OPERA FA.

Seconda parte dell’intervista ad Aldo Ferrara

Classe 4^As

E’ una costruzione multimediale che si avvale di una ripresa video di 7 secondi, assemblata ad anello continuo. La scena, non allestita e già preesistente, è costituita da una parte di un stanza. Contro il muro un pianoforte verticale bianco e uno sgabello. Appoggiati sul pianoforte, in alto a sinistra, ci sono dei libri disposti come un parallelepipedo regolare.

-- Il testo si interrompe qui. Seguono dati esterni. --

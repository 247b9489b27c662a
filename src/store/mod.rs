//! Backing store interface and implementations.
//!
//! The benchmark drives any store that can hold `partition_count` tables of
//! integer keys and answer single-key lookups. Connections are never shared:
//! each worker opens its own, so the only contention measured is the store's.

use std::ops::Range;
use std::sync::Arc;

use crate::config::{BenchConfig, StoreKind};
use crate::error::{BenchError, BenchResult, StoreError};

mod memory;
mod sqlite;
mod strata;

pub use memory::MemoryStore;
pub use sqlite::SqliteStore;
pub use strata::StrataStore;

/// A keyed store shared by all workers.
pub trait DataStore: Send + Sync {
    fn kind(&self) -> StoreKind;

    /// Create `partition_count` empty tables. Safe to call when they exist.
    fn configure_schema(&self, partition_count: usize, record_count: u64)
        -> Result<(), StoreError>;

    /// Open a connection owned by the caller.
    fn connect(&self) -> Result<Box<dyn Connection>, StoreError>;
}

/// One worker's private handle to a [`DataStore`].
pub trait Connection {
    /// Number of rows in `partition`.
    fn row_count(&mut self, partition: usize) -> Result<u64, StoreError>;

    /// Insert `keys` into `partition` in ascending order.
    fn bulk_insert(&mut self, partition: usize, keys: Range<u64>) -> Result<(), StoreError>;

    /// Set up reusable lookups for partitions `0..partition_count` so the
    /// timed phase pays no preparation cost.
    fn prepare_lookups(&mut self, partition_count: usize) -> Result<(), StoreError>;

    /// Look `key` up in `partition`. `Ok(None)` means not found.
    fn point_query(&mut self, partition: usize, key: u64) -> Result<Option<u64>, StoreError>;
}

/// Table name used by the SQL backends.
pub(crate) fn table_name(partition: usize) -> String {
    format!("t{}", partition)
}

/// Build the store selected by `config`.
pub fn open_store(config: &BenchConfig) -> BenchResult<Arc<dyn DataStore>> {
    let store: Arc<dyn DataStore> = match config.store {
        StoreKind::Memory => Arc::new(MemoryStore::new()),
        StoreKind::Sqlite => match &config.sqlite_path {
            Some(path) => Arc::new(SqliteStore::open(path)),
            None => Arc::new(SqliteStore::temporary().map_err(BenchError::Startup)?),
        },
        StoreKind::Strata => Arc::new(StrataStore::temporary().map_err(BenchError::Startup)?),
    };
    Ok(store)
}
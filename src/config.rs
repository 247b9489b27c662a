//! Run configuration.
//!
//! A [`BenchConfig`] is built once at startup and then only read: the
//! orchestrator and every worker borrow the same value.

use std::fmt;
use std::fs;
use std::path::{Path, PathBuf};
use std::str::FromStr;

use serde::{Deserialize, Serialize};

use crate::error::{BenchError, BenchResult};
use crate::workload::AccessPolicy;

pub const DEFAULT_PARTITIONS: usize = 4;
pub const DEFAULT_RECORDS: u64 = 100_000;
pub const DEFAULT_ITERATIONS: u64 = 100_000;
pub const DEFAULT_SEED: u64 = 0x5DEECE66D;

/// Backing store selector.
#[derive(Debug, Clone, Copy, PartialEq, Eq, Default, Serialize, Deserialize)]
#[serde(rename_all = "lowercase")]
pub enum StoreKind {
    /// In-process tables, one lock per partition.
    #[default]
    Memory,
    /// SQLite database file, one connection per worker.
    Sqlite,
    /// StrataDB key-value store.
    Strata,
}

impl StoreKind {
    pub const ALL: [StoreKind; 3] = [StoreKind::Memory, StoreKind::Sqlite, StoreKind::Strata];

    pub fn label(&self) -> &'static str {
        match self {
            Self::Memory => "memory",
            Self::Sqlite => "sqlite",
            Self::Strata => "strata",
        }
    }
}

impl fmt::Display for StoreKind {
    fn fmt(&self, f: &mut fmt::Formatter<'_>) -> fmt::Result {
        f.write_str(self.label())
    }
}

impl FromStr for StoreKind {
    type Err = BenchError;

    /// Case-insensitive; a selector matches if it starts with the kind's
    /// label, so `sqlite3` and `StrataDB` are accepted.
    fn from_str(s: &str) -> Result<Self, Self::Err> {
        let lower = s.trim().to_ascii_lowercase();
        Self::ALL
            .into_iter()
            .find(|kind| lower.starts_with(kind.label()))
            .ok_or_else(|| BenchError::UnsupportedStore(s.to_string()))
    }
}

/// Immutable benchmark parameters.
#[derive(Debug, Clone, PartialEq, Serialize, Deserialize)]
#[serde(default)]
pub struct BenchConfig {
    /// Number of partitions, and therefore of workers.
    pub partition_count: usize,
    /// Rows per partition; keys are `0..record_count`.
    pub record_count: u64,
    /// Timed lookups per worker.
    pub iteration_count: u64,
    pub access_policy: AccessPolicy,
    /// Base seed; each worker derives its own generator from it.
    pub seed: u64,
    pub store: StoreKind,
    /// Database file for the sqlite store. A temporary file is used when unset.
    #[serde(skip_serializing_if = "Option::is_none")]
    pub sqlite_path: Option<PathBuf>,
}

impl Default for BenchConfig {
    fn default() -> Self {
        Self {
            partition_count: DEFAULT_PARTITIONS,
            record_count: DEFAULT_RECORDS,
            iteration_count: DEFAULT_ITERATIONS,
            access_policy: AccessPolicy::default(),
            seed: DEFAULT_SEED,
            store: StoreKind::default(),
            sqlite_path: None,
        }
    }
}

impl BenchConfig {
    /// Load a config file. Missing fields take their defaults.
    pub fn from_json_file(path: &Path) -> BenchResult<Self> {
        let contents = fs::read_to_string(path)?;
        let config: Self = serde_json::from_str(&contents)?;
        Ok(config)
    }

    pub fn validate(&self) -> BenchResult<()> {
        if self.partition_count == 0 {
            return Err(BenchError::InvalidConfig(
                "partition_count must be at least 1".into(),
            ));
        }
        if self.record_count == 0 {
            return Err(BenchError::InvalidConfig(
                "record_count must be at least 1".into(),
            ));
        }
        if self.iteration_count == 0 {
            return Err(BenchError::InvalidConfig(
                "iteration_count must be at least 1".into(),
            ));
        }
        if self.record_count > i64::MAX as u64 {
            return Err(BenchError::InvalidConfig(format!(
                "record_count {} does not fit a signed 64-bit key",
                self.record_count
            )));
        }
        Ok(())
    }
}
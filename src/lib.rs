//! Concurrent point-lookup benchmark.
//!
//! One worker thread per partition populates its table, waits at a shared
//! barrier so every worker starts measuring at the same instant, then issues
//! a fixed number of single-key lookups against the store. The orchestrator
//! reports each worker's time and the wall-clock time of the whole run.

pub mod barrier;
pub mod config;
pub mod error;
pub mod logging;
pub mod orchestrator;
pub mod report;
pub mod schema;
pub mod store;
pub mod worker;
pub mod workload;

pub use barrier::{Barrier, Rendezvous};
pub use config::{BenchConfig, StoreKind};
pub use error::{BenchError, BenchResult, StoreError, WorkerFailure};
pub use orchestrator::{Orchestrator, RunSummary};
pub use store::{open_store, Connection, DataStore};
pub use worker::{populate_partition, Population, Worker, WorkerOutcome, WorkerReport};
pub use workload::{AccessPolicy, FastRng, Request, WorkloadGenerator};
//! Point-lookup contention benchmark.
//!
//! Run:     `cargo run --release --bin oltp-bench`
//! SQLite:  `cargo run --release --bin oltp-bench -- --store sqlite`
//! Local:   `cargo run --release --bin oltp-bench -- --policy partitioned`
//! JSON:    `cargo run --release --bin oltp-bench -- --json`

use std::io::{self, Write};
use std::path::PathBuf;

use anyhow::{Context, Result};
use clap::Parser;

use oltp_benchmarks::logging::init_logging;
use oltp_benchmarks::{open_store, report, AccessPolicy, BenchConfig, Orchestrator, StoreKind};

#[derive(Parser)]
#[command(name = "oltp-bench")]
#[command(author, version, about, long_about = None)]
struct Cli {
    /// Store to benchmark: memory, sqlite or strata
    #[arg(value_name = "STORE")]
    store_arg: Option<String>,

    /// Store to benchmark (overrides the positional selector)
    #[arg(short, long)]
    store: Option<String>,

    /// JSON config file; flags override its values
    #[arg(short, long)]
    config: Option<PathBuf>,

    /// Number of partitions (and worker threads)
    #[arg(short, long)]
    partitions: Option<usize>,

    /// Rows per partition
    #[arg(short, long)]
    records: Option<u64>,

    /// Timed lookups per worker
    #[arg(short, long)]
    iterations: Option<u64>,

    /// Access policy: uniform or partitioned
    #[arg(long)]
    policy: Option<String>,

    /// Base random seed
    #[arg(long)]
    seed: Option<u64>,

    /// SQLite database file (default: temporary)
    #[arg(long)]
    sqlite_path: Option<PathBuf>,

    /// Print the JSON report instead of the console lines
    #[arg(long)]
    json: bool,

    /// Enable debug logging
    #[arg(short, long)]
    verbose: bool,
}

fn build_config(cli: &Cli) -> Result<BenchConfig> {
    let mut config = match &cli.config {
        Some(path) => BenchConfig::from_json_file(path)
            .with_context(|| format!("loading config {}", path.display()))?,
        None => BenchConfig::default(),
    };

    if let Some(selector) = cli.store.as_ref().or(cli.store_arg.as_ref()) {
        config.store = selector.parse::<StoreKind>()?;
    }
    if let Some(policy) = &cli.policy {
        config.access_policy = policy.parse::<AccessPolicy>()?;
    }
    if let Some(partitions) = cli.partitions {
        config.partition_count = partitions;
    }
    if let Some(records) = cli.records {
        config.record_count = records;
    }
    if let Some(iterations) = cli.iterations {
        config.iteration_count = iterations;
    }
    if let Some(seed) = cli.seed {
        config.seed = seed;
    }
    if let Some(path) = &cli.sqlite_path {
        config.sqlite_path = Some(path.clone());
    }

    config.validate()?;
    Ok(config)
}

fn main() -> Result<()> {
    let cli = Cli::parse();
    init_logging(cli.verbose);

    let config = build_config(&cli)?;
    let store = open_store(&config).context("opening store")?;
    let orchestrator = Orchestrator::new(config, store);
    let summary = orchestrator.run().context("benchmark aborted")?;

    let stdout = io::stdout();
    let mut out = stdout.lock();
    if cli.json {
        report::write_json(&summary, orchestrator.config(), &mut out)?;
    } else {
        report::write_console(&summary, &mut out)?;
    }
    out.flush()?;
    Ok(())
}
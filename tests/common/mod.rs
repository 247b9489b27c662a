//! Shared helpers for the integration tests.

#![allow(dead_code)]

use std::ops::Range;
use std::sync::atomic::{AtomicUsize, Ordering};
use std::sync::Arc;

use oltp_benchmarks::store::MemoryStore;
use oltp_benchmarks::{AccessPolicy, BenchConfig, Connection, DataStore, StoreError, StoreKind};

// =============================================================================
// Configs
// =============================================================================

pub fn small_config(partitions: usize, records: u64, iterations: u64) -> BenchConfig {
    BenchConfig {
        partition_count: partitions,
        record_count: records,
        iteration_count: iterations,
        access_policy: AccessPolicy::Uniform,
        ..Default::default()
    }
}

// =============================================================================
// Console output parsing
// =============================================================================

pub struct ConsoleLines {
    /// (worker id, msec) per `Thread` line, in output order.
    pub workers: Vec<(usize, u128)>,
    pub aggregate: u128,
}

pub fn parse_console(text: &str) -> ConsoleLines {
    let mut workers = Vec::new();
    let mut aggregate = None;
    for line in text.lines() {
        if let Some(rest) = line.strip_prefix("Thread ") {
            let (id, rest) = rest.split_once(" query time: ").expect("malformed thread line");
            let ms = rest.strip_suffix(" msec").expect("missing msec suffix");
            workers.push((id.parse().unwrap(), ms.parse().unwrap()));
        } else if let Some(rest) = line.strip_prefix("Elapsed time query execution: ") {
            let ms = rest.strip_suffix(" msec").expect("missing msec suffix");
            aggregate = Some(ms.parse().unwrap());
        } else {
            panic!("unexpected output line: {}", line);
        }
    }
    ConsoleLines {
        workers,
        aggregate: aggregate.expect("no aggregate line"),
    }
}

// =============================================================================
// Fault-injecting store
// =============================================================================

/// Memory store whose connection for `failing_partition` breaks right after
/// that partition has been populated.
pub struct FlakyStore {
    pub inner: MemoryStore,
    pub failing_partition: usize,
    pub connects: AtomicUsize,
}

impl FlakyStore {
    pub fn new(failing_partition: usize) -> Arc<Self> {
        Arc::new(Self {
            inner: MemoryStore::new(),
            failing_partition,
            connects: AtomicUsize::new(0),
        })
    }
}

impl DataStore for FlakyStore {
    fn kind(&self) -> StoreKind {
        StoreKind::Memory
    }

    fn configure_schema(&self, partition_count: usize, record_count: u64) -> Result<(), StoreError> {
        self.inner.configure_schema(partition_count, record_count)
    }

    fn connect(&self) -> Result<Box<dyn Connection>, StoreError> {
        self.connects.fetch_add(1, Ordering::SeqCst);
        Ok(Box::new(FlakyConnection {
            inner: self.inner.connect()?,
            failing_partition: self.failing_partition,
            home: None,
            populated: false,
        }))
    }
}

struct FlakyConnection {
    inner: Box<dyn Connection>,
    failing_partition: usize,
    // The first partition a connection counts is its worker's own.
    home: Option<usize>,
    populated: bool,
}

impl FlakyConnection {
    fn broken(&self) -> bool {
        self.populated && self.home == Some(self.failing_partition)
    }
}

impl Connection for FlakyConnection {
    fn row_count(&mut self, partition: usize) -> Result<u64, StoreError> {
        self.home.get_or_insert(partition);
        self.inner.row_count(partition)
    }

    fn bulk_insert(&mut self, partition: usize, keys: Range<u64>) -> Result<(), StoreError> {
        self.inner.bulk_insert(partition, keys)?;
        self.populated = true;
        Ok(())
    }

    fn prepare_lookups(&mut self, partition_count: usize) -> Result<(), StoreError> {
        self.inner.prepare_lookups(partition_count)
    }

    fn point_query(&mut self, partition: usize, key: u64) -> Result<Option<u64>, StoreError> {
        if self.broken() {
            return Err(StoreError::Connect("connection reset by peer".into()));
        }
        self.inner.point_query(partition, key)
    }
}

/// Store that refuses every connection.
pub struct UnreachableStore;

impl DataStore for UnreachableStore {
    fn kind(&self) -> StoreKind {
        StoreKind::Memory
    }

    fn configure_schema(&self, _: usize, _: u64) -> Result<(), StoreError> {
        Err(StoreError::Connect("no route to host".into()))
    }

    fn connect(&self) -> Result<Box<dyn Connection>, StoreError> {
        Err(StoreError::Connect("no route to host".into()))
    }
}
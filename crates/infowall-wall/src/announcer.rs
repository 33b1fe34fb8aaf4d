#![forbid(unsafe_code)]

//! Debounced visibility announcements for assistive technology.
//!
//! The announcer owns two cancellable one-shot timers: the debounce
//! window between a visibility change and its announcement, and the
//! short self-clear of the live region after delivery. Emptying and
//! refilling the region is what lets screen readers perceive repeated
//! identical messages as distinct events.
//!
//! Time advances through explicit [`VisibilityAnnouncer::tick`] calls;
//! the host's event loop owns the real timer. Scheduling while a
//! previous announcement is pending replaces it, so only the final
//! settled state is ever announced.
//!
//! # Example
//!
//! ```rust
//! use std::time::Duration;
//! use infowall_wall::announcer::{LiveRegionUpdate, VisibilityAnnouncer};
//!
//! let mut announcer = VisibilityAnnouncer::new(
//!     Duration::from_millis(500),
//!     Duration::from_millis(100),
//! );
//! announcer.schedule("Showing 3 of 5 items.".into());
//! announcer.schedule("Showing 4 of 5 items.".into()); // replaces the first
//!
//! let updates = announcer.tick(Duration::from_millis(500));
//! assert_eq!(
//!     updates.as_slice(),
//!     [LiveRegionUpdate::Announce("Showing 4 of 5 items.".into())]
//! );
//! assert_eq!(
//!     announcer.tick(Duration::from_millis(100)).as_slice(),
//!     [LiveRegionUpdate::Clear]
//! );
//! ```

use std::time::Duration;

use smallvec::SmallVec;

/// An effect to apply to the live-announcing text region.
#[derive(Debug, Clone, PartialEq, Eq)]
pub enum LiveRegionUpdate {
    /// Place this message into the region.
    Announce(String),
    /// Empty the region again.
    Clear,
}

/// Updates produced by one tick; at most a clear and an announce.
pub type LiveRegionUpdates = SmallVec<[LiveRegionUpdate; 2]>;

#[derive(Debug, Clone)]
struct Pending {
    remaining: Duration,
    text: String,
}

/// Debounces and delivers live-region announcements.
#[derive(Debug, Clone)]
pub struct VisibilityAnnouncer {
    delay: Duration,
    clear_delay: Duration,
    pending: Option<Pending>,
    clear_remaining: Option<Duration>,
}

impl VisibilityAnnouncer {
    /// Create an announcer with the given debounce and region-clear delays.
    pub fn new(delay: Duration, clear_delay: Duration) -> Self {
        Self {
            delay,
            clear_delay,
            pending: None,
            clear_remaining: None,
        }
    }

    /// Schedule `text` for delivery after the debounce window.
    ///
    /// Any previously pending announcement is cancelled and replaced;
    /// the countdown restarts from the full delay.
    pub fn schedule(&mut self, text: String) {
        self.pending = Some(Pending {
            remaining: self.delay,
            text,
        });
    }

    /// Cancel the pending announcement and any pending region clear.
    ///
    /// Call on teardown so no timer fires against a destroyed region.
    pub fn cancel(&mut self) {
        self.pending = None;
        self.clear_remaining = None;
    }

    /// Whether an announcement is waiting for its debounce window.
    pub fn has_pending(&self) -> bool {
        self.pending.is_some()
    }

    /// Advance time by `delta` and collect due live-region updates.
    ///
    /// A due clear is emitted before a due announcement, so within one
    /// tick the region is emptied before it is refilled. The clear
    /// countdown for a freshly delivered announcement starts on the
    /// next tick.
    pub fn tick(&mut self, delta: Duration) -> LiveRegionUpdates {
        let mut updates = LiveRegionUpdates::new();

        if let Some(remaining) = self.clear_remaining {
            if remaining <= delta {
                self.clear_remaining = None;
                updates.push(LiveRegionUpdate::Clear);
            } else {
                self.clear_remaining = Some(remaining - delta);
            }
        }

        if let Some(mut pending) = self.pending.take() {
            if pending.remaining <= delta {
                updates.push(LiveRegionUpdate::Announce(pending.text));
                self.clear_remaining = Some(self.clear_delay);
            } else {
                pending.remaining -= delta;
                self.pending = Some(pending);
            }
        }

        updates
    }
}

Come sottofondo audio si ha la ripetizione della parola “Fa”, quasi cantata, e si percepisce il respiro dell’artista.  Lo stesso respiro, sommovimento, lo ritroviamo nella sequenza video, perché la ripresa è stata effettuata senza l’uso del cavalletto;  sembra che il piano si muova, galleggi, respiri appunto.

L’artista, parlando dell’opera, ci dice che è un lavoro aperto, un work in progress, poiché ha almeno tre diversi livelli di restituzione di senso, uno dei quali è ancora “aperto”.

 Studenti:   Ci parla dell’ “OPERA-FA” ?

Aldo Ferrara

“OPERA-FA” e “OPERA-IO” sono le uniche opere multimediali che ho realizzato. Fanno parte di un tavolo di lavoro che ho chiamato HOMEMADE, fatti in casa, dove sto usando linguaggi diversi dalle mie pratiche abituali. Il termine homemade non deve trarre in inganno, non riguarda pratiche dilettantistiche, ma si riferisce al semplice fatto che le costruisco “a casa”.

“OPERA-FA” può essere letta come una metafora del mio autoritratto in digitale, soprattutto se ci soffermiamo: sulla didascalia e sul titolo, FAFerrara Aldo; sulla percezione reale del respiro nella visione, il respiro e la presenza dell’artista; sull’aspetto ludico tra visibile e invisibile, una sorta di Matrioska parlante/cantante che svela solo una parte del suo segreto.

“OPERA-FA” può essere letta come: una cantilena fatta di una sola nota, e di pause; FA, che delle sette note è al centro, immagine invisibile di un triangolo fatto di suoni.

“OPERA-FA” può essere letta come il ritratto in digitale di gran parte del mio percorso di ricerca: il concetto di movimento, non sta ferma, pulsa, parla, si dispiega ma non spiega; il pianoforte, l’oggetto centrale è un parallelepipedo, struttura principale di parte dei miei lavori; bianco, il colore che cattura le qualità della luce dell’ambiente e non le immagini riflesse; la fessura come canale del dialogo tra dentro e fuori, tra si e no, tra is e on, tra out e tuo; l’audio che comunica in maniera imperativa e ripetitiva il verbo della scultura (fare) e dell’arte, FA FA FA FA!